Comparison of labeling efficiency of different magnetic nanoparticles into stem cell

Abstract

The cell trafficking in vivo is a crucial element in the development of successful cell-based therapies and it is important to develop methods that can assess the fate and distribution of cells non-invasively. Because of its high spatial resolution, magnetic resonance (MR) imaging appears ideally suited for imaging the biodistribution of magnetically labeled cells. Superparamagnetic iron oxide (SPIO) nanoparticles have been used to label these cells to provide future possibilities to monitor the cell migration and proliferation by MRI non-invasively. In this study, we investigate the cell labeling efficiencies of two different SPIO nanoparticles using adipose tissue derived stem cells (ADSCs). Cellular labeling was evaluated with Prussian blue staining for iron assessment.
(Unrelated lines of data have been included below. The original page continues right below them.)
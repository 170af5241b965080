use std::time::Duration;

use thiserror::Error;

pub type Result<T> = std::result::Result<T, Error>;

#[derive(Debug, Clone, PartialEq, Error)]
pub enum Error {
    #[error("node {node}: {message} at byte {position}")]
    Parse {
        node: String,
        position: usize,
        message: String,
    },
    #[error("duplicate node {0}")]
    DuplicateNode(String),
    #[error("node {node} references undeclared node {referenced}")]
    UndeclaredNode { node: String, referenced: String },
    #[error("node {node} is not monotone in {variable}")]
    NonMonotone { node: String, variable: String },
    #[error("unknown node {0}")]
    UnknownNode(String),
    #[error("attractor is missing node {0}")]
    IncompleteAttractor(String),
    #[error("invalid value {value} for node {node}")]
    InvalidCoordinate { node: String, value: String },
    #[error("invalid settings: {0}")]
    InvalidSettings(String),
    #[error("rate vector has length {actual}, expected {expected}")]
    RateLength { expected: usize, actual: usize },
    #[error("no attractor is reachable from the current configuration")]
    NoReachableAttractor,
    #[error("attractor list is empty")]
    NoAttractors,
    #[error("attractor {index} spans {actual} nodes, network has {expected}")]
    AttractorLength {
        index: usize,
        expected: usize,
        actual: usize,
    },
    #[error("attractors {first} and {second} overlap")]
    OverlappingAttractors { first: usize, second: usize },
    #[error("initial configuration has {actual} nodes, network has {expected}")]
    ConfigurationLength { expected: usize, actual: usize },
    #[error("{0} irreversible nodes in one transition space, at most 63 are supported")]
    TooManyIrreversible(usize),
    #[error("no transition can leave the current configuration")]
    Stuck,
    #[error("simulation interrupted")]
    Interrupted,
    #[error("number of simulations must be positive")]
    ZeroSimulations,
    #[error("entropy source unavailable: {0}")]
    Entropy(String),
    #[error("worker {0} failed")]
    WorkerFailed(usize),
    #[error("worker {worker} reported {reported} of its {expected} runs")]
    MissingRuns {
        worker: usize,
        expected: usize,
        reported: u64,
    },
    #[error("no progress from workers within {0:?}")]
    Stalled(Duration),
}
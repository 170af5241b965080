use petgraph::graph::{DiGraph, NodeIndex};
use petgraph::visit::EdgeRef;
use serde::Serialize;

use crate::expr::NodeId;
use crate::network::Network;

#[derive(Debug, Clone, Copy, PartialEq, Eq, Hash, Serialize)]
pub enum Sign {
    Positive,
    Negative,
}

/// Signed dependency graph: an edge `j -> i` means `j` occurs in the formula
/// of `i`, with the polarity of that occurrence.
pub fn build_influence_graph(network: &Network) -> DiGraph<NodeId, Sign> {
    let mut graph = DiGraph::<NodeId, Sign>::new();
    let nodes: Vec<NodeIndex> = (0..network.len()).map(|i| graph.add_node(i)).collect();

    for i in 0..network.len() {
        let mut literals = network.formula(i).literals();
        literals.sort_unstable();
        literals.dedup();
        for (j, positive) in literals {
            let sign = if positive {
                Sign::Positive
            } else {
                Sign::Negative
            };
            graph.add_edge(nodes[j], nodes[i], sign);
        }
    }

    graph
}

/// Influencers of every node in CSR form.
///
/// For node `i`, `sources[offs[i]..split[i]]` are its positive influencers and
/// `sources[split[i]..offs[i + 1]]` its negative ones, each sorted by id.
#[derive(Debug, Clone, Serialize)]
pub struct InfluenceGraph {
    offs: Vec<u32>,
    split: Vec<u32>,
    sources: Vec<NodeId>,
}

impl InfluenceGraph {
    pub fn new(network: &Network) -> Self {
        Self::from_graph(&build_influence_graph(network))
    }

    pub fn from_graph(graph: &DiGraph<NodeId, Sign>) -> Self {
        let n = graph.node_count();
        let mut positive: Vec<Vec<NodeId>> = vec![Vec::new(); n];
        let mut negative: Vec<Vec<NodeId>> = vec![Vec::new(); n];
        for edge in graph.edge_references() {
            let from = graph[edge.source()];
            let to = graph[edge.target()];
            match edge.weight() {
                Sign::Positive => positive[to].push(from),
                Sign::Negative => negative[to].push(from),
            }
        }

        let mut offs = vec![0u32; n + 1];
        let mut split = vec![0u32; n];
        let mut sources = Vec::with_capacity(graph.edge_count());
        for i in 0..n {
            positive[i].sort_unstable();
            negative[i].sort_unstable();
            sources.extend_from_slice(&positive[i]);
            split[i] = sources.len() as u32;
            sources.extend_from_slice(&negative[i]);
            offs[i + 1] = sources.len() as u32;
        }

        Self {
            offs,
            split,
            sources,
        }
    }

    pub fn len(&self) -> usize {
        self.split.len()
    }

    pub fn is_empty(&self) -> bool {
        self.split.is_empty()
    }

    pub fn positive(&self, i: NodeId) -> &[NodeId] {
        &self.sources[self.offs[i] as usize..self.split[i] as usize]
    }

    pub fn negative(&self, i: NodeId) -> &[NodeId] {
        &self.sources[self.split[i] as usize..self.offs[i + 1] as usize]
    }

    pub fn either(&self, i: NodeId) -> &[NodeId] {
        &self.sources[self.offs[i] as usize..self.offs[i + 1] as usize]
    }
}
The iron content of the labeled cells was assessed by using MR relaxometry and ICP atomic emission spectrometer. Proliferation and viability of ADSCs labeled with a combination of TA and two different SPIO nanoparticles were evaluated. The results showed that when Feridex–Lipofectamine or Resovist–Lipofectamine was used, intracytoplasmic particles stained with Prussian blue stain were detected for all cell lines with a labeling efficiency of nearly 100%. However, iron concentrations varied with SPIO nanoparticle–TA combinations for labeled ADSCs. In addition, while cell proliferation was not affected by incorporation of two SPIO nanoparticles, cell viability varied depending on the type of SPIO nanoparticle used.